This entry, from December 6, 2012, is why most of us coach. I missed practice this morning. I had a seven AM dental appointment in downtown Houston, which is another story. My middle school team works out first period each day and Ben Johnson, one of my former students and players in Tennessee, filled in for me. By all the kids' accounts, they had fun and accomplished a great deal, primarily in shooting. (I was told that Sydney forgot to mention me during the team prayer, an oversight which hurts but since she's eleven, I can overlook it!) But I really missed the girls. Yesterday we had the best practice of the year, maybe in several years, and the coach in me wanted to try to duplicate the experience as soon as possible.

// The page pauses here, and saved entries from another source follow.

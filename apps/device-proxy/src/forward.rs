//! Upstream Forwarding
//!
//! Relays one request to the device and returns its answer. The relayed
//! body is always fully decoded, so encoding and framing headers from either
//! side are dropped and recomputed by the next hop.

use std::time::Duration;

use axum::body::Bytes;
use axum::http::{HeaderMap, HeaderName, Method, StatusCode, header};
use axum::response::{IntoResponse, Response};
use reqwest::Client;

use crate::error::ProxyError;

/// Inbound headers never sent upstream.
///
/// `accept-encoding` is left to the client, which only asks for encodings it
/// can decode.
const REQUEST_HEADERS_TO_STRIP: [HeaderName; 5] = [
    header::HOST,
    header::CONNECTION,
    header::CONTENT_LENGTH,
    header::TRANSFER_ENCODING,
    header::ACCEPT_ENCODING,
];

/// Upstream headers never relayed back.
const RESPONSE_HEADERS_TO_STRIP: [HeaderName; 3] = [
    header::CONTENT_ENCODING,
    header::TRANSFER_ENCODING,
    header::CONTENT_LENGTH,
];

/// Copy `headers` without the names in `strip`, keeping repeated values.
fn without(headers: &HeaderMap, strip: &[HeaderName]) -> HeaderMap {
    let mut kept = HeaderMap::with_capacity(headers.len());
    for (name, value) in headers {
        if !strip.contains(name) {
            kept.append(name.clone(), value.clone());
        }
    }
    kept
}

/// Headers to send upstream for an inbound request.
#[must_use]
pub fn strip_request_headers(headers: &HeaderMap) -> HeaderMap {
    without(headers, &REQUEST_HEADERS_TO_STRIP)
}

/// Headers to relay back from an upstream response.
#[must_use]
pub fn strip_response_headers(headers: &HeaderMap) -> HeaderMap {
    without(headers, &RESPONSE_HEADERS_TO_STRIP)
}

/// Buffered upstream answer.
#[derive(Debug)]
pub struct UpstreamResponse {
    /// Upstream status, relayed verbatim.
    pub status: StatusCode,
    /// Upstream headers after stripping.
    pub headers: HeaderMap,
    /// Decoded body.
    pub body: Bytes,
}

impl IntoResponse for UpstreamResponse {
    fn into_response(self) -> Response {
        (self.status, self.headers, self.body).into_response()
    }
}

/// HTTP client bound to one upstream base URL.
#[derive(Debug, Clone)]
pub struct UpstreamClient {
    client: Client,
    base_url: String,
}

impl UpstreamClient {
    /// Create a client for `base_url` that follows redirects.
    ///
    /// # Errors
    ///
    /// Returns `ProxyError::ClientBuild` if the TLS backend cannot start.
    pub fn new(base_url: impl Into<String>, timeout: Duration) -> Result<Self, ProxyError> {
        let client = Client::builder()
            .timeout(timeout)
            .build()
            .map_err(|e| ProxyError::ClientBuild(e.to_string()))?;

        Ok(Self {
            client,
            base_url: base_url.into().trim_end_matches('/').to_string(),
        })
    }

    /// Base URL requests are forwarded to.
    #[must_use]
    pub fn base_url(&self) -> &str {
        &self.base_url
    }

    /// Upstream URL for a proxied `path` and raw `query`.
    #[must_use]
    pub fn target_url(&self, path: &str, query: Option<&str>) -> String {
        let path = path.trim_start_matches('/');
        match query.filter(|q| !q.is_empty()) {
            Some(query) => format!("{}/{path}?{query}", self.base_url),
            None => format!("{}/{path}", self.base_url),
        }
    }

    /// Forward one request and buffer the upstream answer.
    ///
    /// # Errors
    ///
    /// Returns `ProxyError` if the upstream is unreachable, times out, or
    /// breaks off while sending the body.
    pub async fn forward(
        &self,
        method: Method,
        path: &str,
        query: Option<&str>,
        headers: &HeaderMap,
        body: Bytes,
    ) -> Result<UpstreamResponse, ProxyError> {
        let url = self.target_url(path, query);

        let mut request = self
            .client
            .request(method, &url)
            .headers(strip_request_headers(headers));
        if !body.is_empty() {
            request = request.body(body);
        }

        let response = request.send().await?;
        let status = response.status();
        let headers = strip_response_headers(response.headers());
        let body = response.bytes().await?;

        Ok(UpstreamResponse {
            status,
            headers,
            body,
        })
    }
}

#[cfg(test)]
mod tests {
    use super::*;
    use axum::http::HeaderValue;
    use test_case::test_case;

    fn client(base: &str) -> UpstreamClient {
        UpstreamClient::new(base, Duration::from_secs(1)).unwrap()
    }

    #[test_case("foo", Some("x=1"), "http://10.42.0.1/foo?x=1" ; "path and query")]
    #[test_case("foo/bar", None, "http://10.42.0.1/foo/bar" ; "nested path")]
    #[test_case("foo", Some(""), "http://10.42.0.1/foo" ; "empty query dropped")]
    #[test_case("", None, "http://10.42.0.1/" ; "root")]
    #[test_case("/lead", None, "http://10.42.0.1/lead" ; "leading slash collapsed")]
    fn target_url_joins_base_and_path(path: &str, query: Option<&str>, expected: &str) {
        assert_eq!(client("http://10.42.0.1/").target_url(path, query), expected);
    }

    #[test]
    fn request_strip_drops_host_and_framing() {
        let mut headers = HeaderMap::new();
        headers.insert(header::HOST, HeaderValue::from_static("localhost:4000"));
        headers.insert(header::CONTENT_LENGTH, HeaderValue::from_static("3"));
        headers.insert(header::ACCEPT_ENCODING, HeaderValue::from_static("zstd"));
        headers.insert(header::AUTHORIZATION, HeaderValue::from_static("Bearer t"));
        headers.append("x-trace", HeaderValue::from_static("a"));
        headers.append("x-trace", HeaderValue::from_static("b"));

        let kept = strip_request_headers(&headers);

        assert!(kept.get(header::HOST).is_none());
        assert!(kept.get(header::CONTENT_LENGTH).is_none());
        assert!(kept.get(header::ACCEPT_ENCODING).is_none());
        assert_eq!(kept[header::AUTHORIZATION], "Bearer t");
        assert_eq!(kept.get_all("x-trace").iter().count(), 2);
    }

    #[test]
    fn response_strip_drops_encoding_headers() {
        let mut headers = HeaderMap::new();
        headers.insert(header::CONTENT_ENCODING, HeaderValue::from_static("gzip"));
        headers.insert(header::TRANSFER_ENCODING, HeaderValue::from_static("chunked"));
        headers.insert(header::CONTENT_LENGTH, HeaderValue::from_static("10"));
        headers.insert(header::CONTENT_TYPE, HeaderValue::from_static("text/html"));

        let kept = strip_response_headers(&headers);

        assert_eq!(kept.len(), 1);
        assert_eq!(kept[header::CONTENT_TYPE], "text/html");
    }
}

Over the years, I've coached many teams, mostly high school and predominantly basketball, but this group is one of my two or three favorites. There are several reasons. One is that last year, we lost every game and some by astronomical scores; 62-1, 60-2, 46-0. There were reasons, primarily that most of the girls were sixth graders playing against eighth grade teams and almost none of the girls had ever played before. This year, we are 7-3 and the kids believe we can win although we only talk in terms of improving. We say our opponent in every game is ourselves and the other team that shows up is................ (fill in the blank) We celebrate Capri Sun Fridays and the Smurfs and stacking it up when we pray. We have fun on our carpool road trips. The seventh and eighth graders ride with one of the moms and the sixth graders ride with me. I laugh and laugh and laugh just listening to them being sixth graders and singing every Christmas song on the radio. During the games, the girls cheer for each other with no jealousy. They are respectful to the referees and to the young ladies from the opposing schools and they play hard. There's just so much for me to like.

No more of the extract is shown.